**Problem:** The records below are to be reproduced word for word.

**Dataset entries:**
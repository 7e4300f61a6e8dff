//! # metastorage: a raft-replicated metadata store
//!
//! metastorage keeps cluster-wide facts (schema versions, partition assignment,
//! configuration) in a revisioned key space replicated by raft. It provides:
//!
//! - **Conditional multi-invoke**: nested if/then/else transaction programs evaluated
//!   atomically against the store, one revision per applied program
//! - **Revision history**: point-in-time reads, bounded by a compaction watermark
//! - **Group events**: leader election and membership notifications for dependent
//!   subsystems
//! - **Watches**: per-key and range subscriptions to applied revisions
//!
//! # Usage
//!
//! ```bash
//! metastorage --name node1 --node-id 1 --groups metastorage,schema
//! ```

pub mod invoke;
pub mod metastorage;
pub mod raft;
pub mod server;
pub mod storage;
pub mod watch;

// Re-export main types at crate root for convenience
pub use invoke::{CompareOp, Condition, Operation, Statement};
pub use metastorage::InvokeResult;
pub use raft::{
    GroupId, NoopListener, PeerId, ProposalError, RaftGroup, RaftGroupEventsListener,
};
pub use server::{MetaStorageServer, ServerConfig, ServerError};
pub use storage::{Entry, ErrorCode, Revision, StorageError};
pub use watch::WatchHub;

**Solution:**
repository 7e4300f61a6e8dff
//! # metastorage: a raft-replicated metadata store
//!
//! metastorage keeps cluster-wide facts (schema versions, partition assignment,
//! configuration) in a revisioned key space replicated by raft. It provides:
//!
//! - **Conditional multi-invoke**: nested if/then/else transaction programs evaluated
//!   atomically against the store, one revision per applied program
//! - **Revision history**: point-in-time reads, bounded by a compaction watermark
//! - **Group events**: leader election and membership notifications for dependent
//!   subsystems
//! - **Watches**: per-key and range subscriptions to applied revisions
//!
//! # Usage
//!
//! ```bash
//! metastorage --name node1 --node-id 1 --groups metastorage,schema
//! ```

pub mod invoke;
pub mod metastorage;
pub mod raft;
pub mod server;
pub mod storage;
pub mod watch;

// Re-export main types at crate root for convenience
pub use invoke::{CompareOp, Condition, Operation, Statement};
pub use metastorage::InvokeResult;
pub use raft::{
    GroupId, NoopListener, PeerId, ProposalError, RaftGroup, RaftGroupEventsListener,
};
pub use server::{MetaStorageServer, ServerConfig, ServerError};
pub use storage::{Entry, ErrorCode, Revision, StorageError};
pub use watch::WatchHub;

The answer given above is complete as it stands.